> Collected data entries
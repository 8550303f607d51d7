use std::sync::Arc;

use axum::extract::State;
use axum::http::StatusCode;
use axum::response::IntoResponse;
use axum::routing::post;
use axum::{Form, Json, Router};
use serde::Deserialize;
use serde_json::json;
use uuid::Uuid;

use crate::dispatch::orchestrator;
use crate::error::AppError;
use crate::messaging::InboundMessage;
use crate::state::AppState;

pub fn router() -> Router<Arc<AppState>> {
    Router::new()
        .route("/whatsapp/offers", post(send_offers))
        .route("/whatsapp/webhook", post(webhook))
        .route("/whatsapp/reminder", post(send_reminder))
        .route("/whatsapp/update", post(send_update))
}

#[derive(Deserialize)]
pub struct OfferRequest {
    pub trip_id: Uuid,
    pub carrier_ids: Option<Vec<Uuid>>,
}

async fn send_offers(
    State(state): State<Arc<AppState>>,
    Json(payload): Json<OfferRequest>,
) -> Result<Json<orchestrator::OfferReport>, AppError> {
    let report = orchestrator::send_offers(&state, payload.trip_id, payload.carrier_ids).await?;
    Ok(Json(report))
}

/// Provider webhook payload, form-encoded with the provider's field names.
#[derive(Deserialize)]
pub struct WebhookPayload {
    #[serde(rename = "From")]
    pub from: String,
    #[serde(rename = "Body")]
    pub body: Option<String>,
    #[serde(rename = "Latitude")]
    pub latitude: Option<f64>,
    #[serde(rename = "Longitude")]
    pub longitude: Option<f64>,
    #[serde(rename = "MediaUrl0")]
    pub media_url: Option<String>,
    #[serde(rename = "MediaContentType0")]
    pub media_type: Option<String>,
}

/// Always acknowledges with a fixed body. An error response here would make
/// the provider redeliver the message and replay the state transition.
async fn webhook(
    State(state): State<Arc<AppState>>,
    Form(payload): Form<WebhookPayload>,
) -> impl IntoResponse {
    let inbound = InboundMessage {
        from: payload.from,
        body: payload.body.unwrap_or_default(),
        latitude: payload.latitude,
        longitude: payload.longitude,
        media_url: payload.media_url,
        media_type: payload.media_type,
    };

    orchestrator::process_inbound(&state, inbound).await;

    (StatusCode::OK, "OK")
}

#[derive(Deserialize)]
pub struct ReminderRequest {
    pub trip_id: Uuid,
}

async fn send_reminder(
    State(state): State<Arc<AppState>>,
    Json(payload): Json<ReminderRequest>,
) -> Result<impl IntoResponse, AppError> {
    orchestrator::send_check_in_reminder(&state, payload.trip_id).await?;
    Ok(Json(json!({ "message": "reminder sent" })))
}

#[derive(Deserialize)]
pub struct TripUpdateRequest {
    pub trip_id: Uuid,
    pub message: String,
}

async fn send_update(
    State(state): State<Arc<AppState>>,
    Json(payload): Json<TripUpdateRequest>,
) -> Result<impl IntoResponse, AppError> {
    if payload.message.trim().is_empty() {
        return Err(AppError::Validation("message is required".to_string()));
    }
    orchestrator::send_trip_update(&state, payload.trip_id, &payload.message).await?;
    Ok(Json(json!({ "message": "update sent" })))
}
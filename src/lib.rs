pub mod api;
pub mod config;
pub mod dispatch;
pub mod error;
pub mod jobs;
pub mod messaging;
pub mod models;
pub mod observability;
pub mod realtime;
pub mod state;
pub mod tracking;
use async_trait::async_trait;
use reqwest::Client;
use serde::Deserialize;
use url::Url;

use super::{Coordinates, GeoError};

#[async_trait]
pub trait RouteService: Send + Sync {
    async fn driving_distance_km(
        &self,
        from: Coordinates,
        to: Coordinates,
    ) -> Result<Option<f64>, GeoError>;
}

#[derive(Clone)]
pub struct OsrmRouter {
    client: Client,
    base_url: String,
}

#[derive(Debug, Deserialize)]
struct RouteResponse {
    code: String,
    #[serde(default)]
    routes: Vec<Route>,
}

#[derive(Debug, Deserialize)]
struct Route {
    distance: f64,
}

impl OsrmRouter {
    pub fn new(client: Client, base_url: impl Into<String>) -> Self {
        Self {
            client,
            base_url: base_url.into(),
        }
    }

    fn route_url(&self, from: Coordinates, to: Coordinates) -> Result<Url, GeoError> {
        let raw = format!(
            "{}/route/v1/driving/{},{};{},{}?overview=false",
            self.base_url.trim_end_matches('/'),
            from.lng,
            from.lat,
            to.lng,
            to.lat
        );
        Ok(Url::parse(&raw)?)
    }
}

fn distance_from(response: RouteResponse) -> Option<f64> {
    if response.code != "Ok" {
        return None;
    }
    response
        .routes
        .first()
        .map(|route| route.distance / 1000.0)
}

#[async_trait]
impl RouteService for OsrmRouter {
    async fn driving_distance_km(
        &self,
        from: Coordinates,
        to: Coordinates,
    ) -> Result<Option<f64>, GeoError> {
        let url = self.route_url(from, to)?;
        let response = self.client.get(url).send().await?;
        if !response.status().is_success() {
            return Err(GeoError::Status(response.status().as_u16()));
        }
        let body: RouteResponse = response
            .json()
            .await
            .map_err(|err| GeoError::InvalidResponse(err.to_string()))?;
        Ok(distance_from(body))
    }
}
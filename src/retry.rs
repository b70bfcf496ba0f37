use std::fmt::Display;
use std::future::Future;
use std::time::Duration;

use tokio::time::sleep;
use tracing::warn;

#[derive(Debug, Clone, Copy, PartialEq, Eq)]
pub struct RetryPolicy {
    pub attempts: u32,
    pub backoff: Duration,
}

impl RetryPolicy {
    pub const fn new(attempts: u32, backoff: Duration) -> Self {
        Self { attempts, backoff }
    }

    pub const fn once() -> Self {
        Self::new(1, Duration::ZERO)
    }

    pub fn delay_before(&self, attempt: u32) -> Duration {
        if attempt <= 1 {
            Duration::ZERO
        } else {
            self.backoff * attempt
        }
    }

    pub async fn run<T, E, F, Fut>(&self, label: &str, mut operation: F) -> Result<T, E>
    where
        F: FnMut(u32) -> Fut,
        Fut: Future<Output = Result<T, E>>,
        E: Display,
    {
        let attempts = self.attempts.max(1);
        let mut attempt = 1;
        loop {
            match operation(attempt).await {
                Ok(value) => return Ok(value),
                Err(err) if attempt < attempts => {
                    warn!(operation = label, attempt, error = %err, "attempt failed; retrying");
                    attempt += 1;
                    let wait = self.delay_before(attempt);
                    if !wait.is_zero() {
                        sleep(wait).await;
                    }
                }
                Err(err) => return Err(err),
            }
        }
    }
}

...

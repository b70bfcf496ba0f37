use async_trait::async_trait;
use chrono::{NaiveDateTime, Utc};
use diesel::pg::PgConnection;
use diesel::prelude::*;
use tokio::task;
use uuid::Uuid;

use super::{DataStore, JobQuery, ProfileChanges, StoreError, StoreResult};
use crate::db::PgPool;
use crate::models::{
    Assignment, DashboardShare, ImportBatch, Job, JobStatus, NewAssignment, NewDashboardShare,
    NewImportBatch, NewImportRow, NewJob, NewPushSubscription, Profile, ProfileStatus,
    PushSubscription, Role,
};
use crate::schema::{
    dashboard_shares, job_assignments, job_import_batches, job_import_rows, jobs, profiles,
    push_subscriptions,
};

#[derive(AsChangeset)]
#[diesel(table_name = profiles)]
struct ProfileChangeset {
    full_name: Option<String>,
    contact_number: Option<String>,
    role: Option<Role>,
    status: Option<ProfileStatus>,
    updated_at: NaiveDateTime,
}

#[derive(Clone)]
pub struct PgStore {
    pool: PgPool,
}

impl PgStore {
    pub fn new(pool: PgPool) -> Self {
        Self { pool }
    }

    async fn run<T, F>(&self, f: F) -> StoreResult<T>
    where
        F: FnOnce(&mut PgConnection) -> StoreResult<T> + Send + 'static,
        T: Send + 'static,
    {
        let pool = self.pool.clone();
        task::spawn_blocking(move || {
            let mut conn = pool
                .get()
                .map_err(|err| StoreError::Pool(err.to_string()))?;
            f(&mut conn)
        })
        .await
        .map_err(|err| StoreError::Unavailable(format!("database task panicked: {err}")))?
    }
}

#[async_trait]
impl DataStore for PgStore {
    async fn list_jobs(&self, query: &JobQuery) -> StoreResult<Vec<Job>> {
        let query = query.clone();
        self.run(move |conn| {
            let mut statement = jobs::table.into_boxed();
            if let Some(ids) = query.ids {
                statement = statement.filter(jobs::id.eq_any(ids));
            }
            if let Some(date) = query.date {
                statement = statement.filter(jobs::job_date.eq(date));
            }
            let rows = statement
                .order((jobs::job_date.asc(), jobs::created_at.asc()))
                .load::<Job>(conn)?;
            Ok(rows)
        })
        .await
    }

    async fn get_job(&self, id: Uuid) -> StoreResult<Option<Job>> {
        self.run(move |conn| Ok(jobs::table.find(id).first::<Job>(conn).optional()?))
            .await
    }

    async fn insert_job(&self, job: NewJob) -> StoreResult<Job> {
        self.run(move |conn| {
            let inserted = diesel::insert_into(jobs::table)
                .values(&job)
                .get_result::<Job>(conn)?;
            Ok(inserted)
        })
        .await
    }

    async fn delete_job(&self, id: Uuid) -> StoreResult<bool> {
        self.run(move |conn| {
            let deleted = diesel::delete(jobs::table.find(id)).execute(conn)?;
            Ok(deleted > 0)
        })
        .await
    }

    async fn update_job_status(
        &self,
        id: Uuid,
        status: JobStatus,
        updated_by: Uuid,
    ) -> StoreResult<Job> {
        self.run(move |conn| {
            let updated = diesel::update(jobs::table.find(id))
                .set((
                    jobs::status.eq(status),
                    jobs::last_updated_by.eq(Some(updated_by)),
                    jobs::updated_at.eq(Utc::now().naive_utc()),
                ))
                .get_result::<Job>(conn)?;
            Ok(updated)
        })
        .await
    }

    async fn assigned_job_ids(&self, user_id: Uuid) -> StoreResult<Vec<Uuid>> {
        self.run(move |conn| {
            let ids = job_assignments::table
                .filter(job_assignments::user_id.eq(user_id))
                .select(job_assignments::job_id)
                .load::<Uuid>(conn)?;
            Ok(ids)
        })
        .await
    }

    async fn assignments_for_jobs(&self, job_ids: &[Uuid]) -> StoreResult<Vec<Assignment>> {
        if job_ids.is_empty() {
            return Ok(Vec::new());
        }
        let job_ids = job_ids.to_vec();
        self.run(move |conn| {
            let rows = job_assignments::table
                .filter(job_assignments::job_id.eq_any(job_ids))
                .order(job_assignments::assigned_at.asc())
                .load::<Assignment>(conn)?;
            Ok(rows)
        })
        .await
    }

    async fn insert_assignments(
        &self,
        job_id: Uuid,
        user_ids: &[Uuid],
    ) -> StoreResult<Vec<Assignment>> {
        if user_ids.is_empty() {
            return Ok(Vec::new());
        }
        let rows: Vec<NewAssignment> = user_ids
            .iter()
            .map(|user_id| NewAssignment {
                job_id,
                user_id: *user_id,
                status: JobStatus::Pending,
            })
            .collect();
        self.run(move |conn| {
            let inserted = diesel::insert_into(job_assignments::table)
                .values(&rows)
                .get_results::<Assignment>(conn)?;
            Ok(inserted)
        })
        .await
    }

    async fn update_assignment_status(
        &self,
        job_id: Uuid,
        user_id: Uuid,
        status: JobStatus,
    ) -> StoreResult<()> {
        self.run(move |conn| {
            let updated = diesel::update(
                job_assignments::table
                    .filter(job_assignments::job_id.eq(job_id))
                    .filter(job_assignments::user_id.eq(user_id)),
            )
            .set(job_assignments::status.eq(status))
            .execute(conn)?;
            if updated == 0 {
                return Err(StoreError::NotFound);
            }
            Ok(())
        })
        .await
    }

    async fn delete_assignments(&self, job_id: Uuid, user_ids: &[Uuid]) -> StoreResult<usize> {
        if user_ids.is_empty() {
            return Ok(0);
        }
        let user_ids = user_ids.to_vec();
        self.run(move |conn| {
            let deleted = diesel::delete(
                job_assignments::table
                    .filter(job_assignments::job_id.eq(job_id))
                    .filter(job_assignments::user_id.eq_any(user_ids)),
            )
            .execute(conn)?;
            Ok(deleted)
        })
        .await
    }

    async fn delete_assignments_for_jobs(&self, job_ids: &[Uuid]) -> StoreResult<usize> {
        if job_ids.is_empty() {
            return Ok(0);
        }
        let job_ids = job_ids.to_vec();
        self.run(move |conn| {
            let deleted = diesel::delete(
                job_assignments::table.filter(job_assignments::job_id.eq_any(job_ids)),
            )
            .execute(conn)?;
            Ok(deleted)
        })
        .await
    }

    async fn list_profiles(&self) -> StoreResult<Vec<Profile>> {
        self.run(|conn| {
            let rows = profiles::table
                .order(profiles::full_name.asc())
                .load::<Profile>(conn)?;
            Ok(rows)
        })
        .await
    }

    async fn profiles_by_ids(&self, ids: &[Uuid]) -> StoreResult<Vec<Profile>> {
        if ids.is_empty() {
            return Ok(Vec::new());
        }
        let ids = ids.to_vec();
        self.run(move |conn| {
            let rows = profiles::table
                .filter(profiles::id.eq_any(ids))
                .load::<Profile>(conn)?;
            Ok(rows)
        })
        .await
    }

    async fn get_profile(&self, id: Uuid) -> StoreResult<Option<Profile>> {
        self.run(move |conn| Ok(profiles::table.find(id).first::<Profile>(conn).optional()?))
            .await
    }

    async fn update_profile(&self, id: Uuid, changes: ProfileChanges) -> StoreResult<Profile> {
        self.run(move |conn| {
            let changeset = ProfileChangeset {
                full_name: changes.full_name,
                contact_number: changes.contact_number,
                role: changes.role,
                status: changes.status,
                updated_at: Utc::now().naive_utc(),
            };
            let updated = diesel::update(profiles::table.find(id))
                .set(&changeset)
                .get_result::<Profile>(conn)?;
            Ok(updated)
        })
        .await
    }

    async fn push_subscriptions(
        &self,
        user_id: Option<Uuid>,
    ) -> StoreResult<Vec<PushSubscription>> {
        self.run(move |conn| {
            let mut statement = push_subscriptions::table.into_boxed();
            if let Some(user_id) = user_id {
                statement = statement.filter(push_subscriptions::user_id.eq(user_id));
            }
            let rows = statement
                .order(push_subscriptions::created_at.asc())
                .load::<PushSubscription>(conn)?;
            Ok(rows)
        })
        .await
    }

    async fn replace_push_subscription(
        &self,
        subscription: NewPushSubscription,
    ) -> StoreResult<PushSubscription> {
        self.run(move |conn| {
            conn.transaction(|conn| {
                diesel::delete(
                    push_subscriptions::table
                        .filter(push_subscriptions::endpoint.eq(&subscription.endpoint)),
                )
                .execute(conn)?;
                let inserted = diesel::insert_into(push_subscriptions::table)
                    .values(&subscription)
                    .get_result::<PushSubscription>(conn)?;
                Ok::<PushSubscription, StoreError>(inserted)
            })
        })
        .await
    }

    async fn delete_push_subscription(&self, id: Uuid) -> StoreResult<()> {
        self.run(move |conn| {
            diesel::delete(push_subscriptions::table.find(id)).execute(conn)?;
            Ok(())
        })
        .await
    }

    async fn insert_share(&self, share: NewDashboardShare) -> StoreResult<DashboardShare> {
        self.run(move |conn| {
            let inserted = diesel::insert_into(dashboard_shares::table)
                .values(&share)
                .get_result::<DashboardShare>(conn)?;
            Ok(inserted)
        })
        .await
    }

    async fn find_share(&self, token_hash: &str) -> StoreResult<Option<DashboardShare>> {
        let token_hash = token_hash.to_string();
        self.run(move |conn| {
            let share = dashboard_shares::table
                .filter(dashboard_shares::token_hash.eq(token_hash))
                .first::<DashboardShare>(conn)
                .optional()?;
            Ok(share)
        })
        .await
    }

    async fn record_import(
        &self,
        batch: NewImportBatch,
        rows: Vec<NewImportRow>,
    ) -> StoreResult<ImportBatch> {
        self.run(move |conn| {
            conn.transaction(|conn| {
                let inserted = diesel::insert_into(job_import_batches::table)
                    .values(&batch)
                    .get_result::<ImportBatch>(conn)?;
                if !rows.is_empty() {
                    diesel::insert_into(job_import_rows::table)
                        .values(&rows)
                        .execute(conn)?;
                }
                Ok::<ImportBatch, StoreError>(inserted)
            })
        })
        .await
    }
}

> Task statement
Go through the data and gather every line that holds "static".

> Expected output
        F: FnOnce(&mut PgConnection) -> StoreResult<T> + Send + 'static,
        T: Send + 'static,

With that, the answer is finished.